BEGIN
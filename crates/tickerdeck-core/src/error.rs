use thiserror::Error;

use crate::provider::ProviderError;
use crate::store::StoreError;

/// Validation errors raised while parsing inbound identifiers and selectors.
#[derive(Debug, Error, Clone, PartialEq, Eq)]
pub enum ValidationError {
    #[error("symbol cannot be empty")]
    EmptySymbol,
    #[error("symbol length {len} exceeds max {max}")]
    SymbolTooLong { len: usize, max: usize },
    #[error("symbol must start with an ASCII letter or '^': '{ch}'")]
    SymbolInvalidStart { ch: char },
    #[error("symbol contains invalid character '{ch}' at index {index}")]
    SymbolInvalidChar { ch: char, index: usize },

    #[error("invalid timeframe '{value}', expected one of 1D, 1W, 1M, 3M, 1Y, 5Y, Max")]
    InvalidTimeframe { value: String },
    #[error("invalid interval '{value}', expected one of 5min, 60min")]
    InvalidInterval { value: String },
    #[error("invalid provider '{value}', expected one of yahoo, offline")]
    InvalidProvider { value: String },

    #[error("series timestamp '{value}' is not in YYYY-MM-DD[ HH:MM:SS] form")]
    InvalidSeriesTimestamp { value: String },

    #[error("field '{field}' must be finite")]
    NonFiniteValue { field: &'static str },
    #[error("field '{field}' must be greater than zero")]
    NonPositiveValue { field: &'static str },
}

/// Top-level error type for core operations.
#[derive(Debug, Error)]
pub enum CoreError {
    #[error(transparent)]
    Validation(#[from] ValidationError),

    #[error(transparent)]
    Provider(#[from] ProviderError),

    #[error(transparent)]
    Store(#[from] StoreError),
}
use std::process::ExitCode;

use clap::Parser;
use tickerdeck_core::{build_provider, Clock, CoreError, InMemoryRepository, MarketService};
use tickerdeck_web::{router, AppState, Config, StartupError};
use tracing_subscriber::EnvFilter;

#[tokio::main]
async fn main() -> ExitCode {
    tracing_subscriber::fmt()
        .with_env_filter(EnvFilter::try_from_default_env().unwrap_or_else(|_| EnvFilter::new("info")))
        .with_target(false)
        .init();

    match run(Config::parse()).await {
        Ok(()) => ExitCode::SUCCESS,
        Err(error) => {
            tracing::error!(%error, "tickerdeck stopped");
            eprintln!("error: {error}");
            ExitCode::FAILURE
        }
    }
}

async fn run(config: Config) -> Result<(), StartupError> {
    let service_config = config.service_config()?;
    let provider = build_provider(config.provider, config.upstream_timeout_ms);
    let service = MarketService::new(provider, service_config, Clock::System);

    let repository = if config.demo_data {
        InMemoryRepository::with_demo_data().map_err(CoreError::from)?
    } else {
        InMemoryRepository::new()
    };

    let app = router(AppState::new(service, repository));
    let listener = tokio::net::TcpListener::bind(config.bind).await?;
    tracing::info!(
        addr = %config.bind,
        provider = %config.provider,
        synthetic_seed = ?config.synthetic_seed,
        "tickerdeck listening"
    );
    axum::serve(listener, app).await?;
    Ok(())
}
//! Scripted provider shared by the behaviour suites.

#![allow(dead_code)]

use std::collections::HashMap;
use std::sync::atomic::{AtomicUsize, Ordering};
use std::sync::Arc;

use tickerdeck_core::{
    Clock, HistoricalRequest, MarketDataProvider, MarketService, ProviderBar, ProviderError,
    ProviderFuture, ProviderId, ProviderNewsItem, ProviderQuote, ProviderSearchMatch, RawNumber,
    SearchRequest, ServiceConfig, Symbol,
};
use time::macros::datetime;
use time::OffsetDateTime;

/// Wednesday evening, after the US close.
pub const NOW: OffsetDateTime = datetime!(2024-03-06 21:00 UTC);

#[derive(Debug, Default)]
pub struct CallCounts {
    pub quote: AtomicUsize,
    pub search: AtomicUsize,
    pub historical: AtomicUsize,
    pub news: AtomicUsize,
}

impl CallCounts {
    pub fn quote(&self) -> usize {
        self.quote.load(Ordering::SeqCst)
    }

    pub fn search(&self) -> usize {
        self.search.load(Ordering::SeqCst)
    }

    pub fn historical(&self) -> usize {
        self.historical.load(Ordering::SeqCst)
    }

    pub fn news(&self) -> usize {
        self.news.load(Ordering::SeqCst)
    }
}

/// Provider whose answers are fixed up front.
///
/// Unscripted quotes and news answer `NotFound`; unscripted history and
/// search answer empty.
#[derive(Debug, Default)]
pub struct StubProvider {
    quotes: HashMap<String, Result<ProviderQuote, ProviderError>>,
    bars: Option<Result<Vec<ProviderBar>, ProviderError>>,
    search: Option<Result<Vec<ProviderSearchMatch>, ProviderError>>,
    news: HashMap<String, Result<Vec<ProviderNewsItem>, ProviderError>>,
    pub calls: Arc<CallCounts>,
}

impl StubProvider {
    pub fn new() -> Self {
        Self::default()
    }

    pub fn with_quote(mut self, symbol: &str, quote: Result<ProviderQuote, ProviderError>) -> Self {
        self.quotes.insert(symbol.to_owned(), quote);
        self
    }

    pub fn with_bars(mut self, bars: Result<Vec<ProviderBar>, ProviderError>) -> Self {
        self.bars = Some(bars);
        self
    }

    pub fn with_search(mut self, matches: Result<Vec<ProviderSearchMatch>, ProviderError>) -> Self {
        self.search = Some(matches);
        self
    }

    pub fn with_news(
        mut self,
        symbol: &str,
        items: Result<Vec<ProviderNewsItem>, ProviderError>,
    ) -> Self {
        self.news.insert(symbol.to_owned(), items);
        self
    }

    pub fn call_counts(&self) -> Arc<CallCounts> {
        Arc::clone(&self.calls)
    }
}

impl MarketDataProvider for StubProvider {
    fn id(&self) -> ProviderId {
        ProviderId::Offline
    }

    fn fetch_quote<'a>(&'a self, symbol: &'a Symbol) -> ProviderFuture<'a, ProviderQuote> {
        self.calls.quote.fetch_add(1, Ordering::SeqCst);
        let result = self
            .quotes
            .get(symbol.as_str())
            .cloned()
            .unwrap_or_else(|| Err(ProviderError::not_found(format!("no quote for {symbol}"))));
        Box::pin(async move { result })
    }

    fn fetch_search<'a>(
        &'a self,
        _request: &'a SearchRequest,
    ) -> ProviderFuture<'a, Vec<ProviderSearchMatch>> {
        self.calls.search.fetch_add(1, Ordering::SeqCst);
        let result = self.search.clone().unwrap_or_else(|| Ok(Vec::new()));
        Box::pin(async move { result })
    }

    fn fetch_historical<'a>(
        &'a self,
        _request: &'a HistoricalRequest,
    ) -> ProviderFuture<'a, Vec<ProviderBar>> {
        self.calls.historical.fetch_add(1, Ordering::SeqCst);
        let result = self.bars.clone().unwrap_or_else(|| Ok(Vec::new()));
        Box::pin(async move { result })
    }

    fn fetch_news<'a>(
        &'a self,
        symbol: &'a Symbol,
        _limit: usize,
    ) -> ProviderFuture<'a, Vec<ProviderNewsItem>> {
        self.calls.news.fetch_add(1, Ordering::SeqCst);
        let result = self
            .news
            .get(symbol.as_str())
            .cloned()
            .unwrap_or_else(|| Err(ProviderError::not_found(format!("no news for {symbol}"))));
        Box::pin(async move { result })
    }
}

pub fn symbol(value: &str) -> Symbol {
    Symbol::parse(value).expect("valid symbol")
}

/// Raw quote with the fields the normalizer reads.
pub fn raw_quote(symbol: &str, price: f64, previous_close: f64) -> ProviderQuote {
    ProviderQuote {
        symbol: symbol.to_owned(),
        regular_market_open: Some(RawNumber::from(previous_close)),
        regular_market_day_high: Some(RawNumber::from(price.max(previous_close) + 1.0)),
        regular_market_day_low: Some(RawNumber::from(price.min(previous_close) - 1.0)),
        regular_market_price: Some(RawNumber::from(price)),
        regular_market_volume: Some(RawNumber::from(52_000_000.0)),
        regular_market_previous_close: Some(RawNumber::from(previous_close)),
        regular_market_time: Some(RawNumber::from(NOW.unix_timestamp() as f64)),
        ..ProviderQuote::default()
    }
}

pub fn news_item(id: &str, title: &str, published: OffsetDateTime) -> ProviderNewsItem {
    ProviderNewsItem {
        uuid: id.to_owned(),
        title: title.to_owned(),
        summary: Some(format!("Summary for {title}")),
        link: format!("https://news.test/{id}"),
        publisher: Some(String::from("Test Wire")),
        provider_publish_time: Some(published.unix_timestamp()),
        kind: Some(String::from("STORY")),
        thumbnail: None,
        related_tickers: Vec::new(),
    }
}

pub fn service_with(provider: StubProvider, config: ServiceConfig) -> MarketService {
    MarketService::new(Arc::new(provider), config, Clock::Fixed(NOW))
}

pub fn service(provider: StubProvider) -> MarketService {
    service_with(
        provider,
        ServiceConfig {
            synthetic_seed: Some(7),
            ..ServiceConfig::default()
        },
    )
}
END
**Prompt**
What this exercise asks for is every line of the data above with the word "RawNumber".

**Expected answer**
    ProviderFuture, ProviderId, ProviderNewsItem, ProviderQuote, ProviderSearchMatch, RawNumber,
        regular_market_open: Some(RawNumber::from(previous_close)),
        regular_market_day_high: Some(RawNumber::from(price.max(previous_close) + 1.0)),
        regular_market_day_low: Some(RawNumber::from(price.min(previous_close) - 1.0)),
        regular_market_price: Some(RawNumber::from(price)),
        regular_market_volume: Some(RawNumber::from(52_000_000.0)),
        regular_market_previous_close: Some(RawNumber::from(previous_close)),
        regular_market_time: Some(RawNumber::from(NOW.unix_timestamp() as f64)),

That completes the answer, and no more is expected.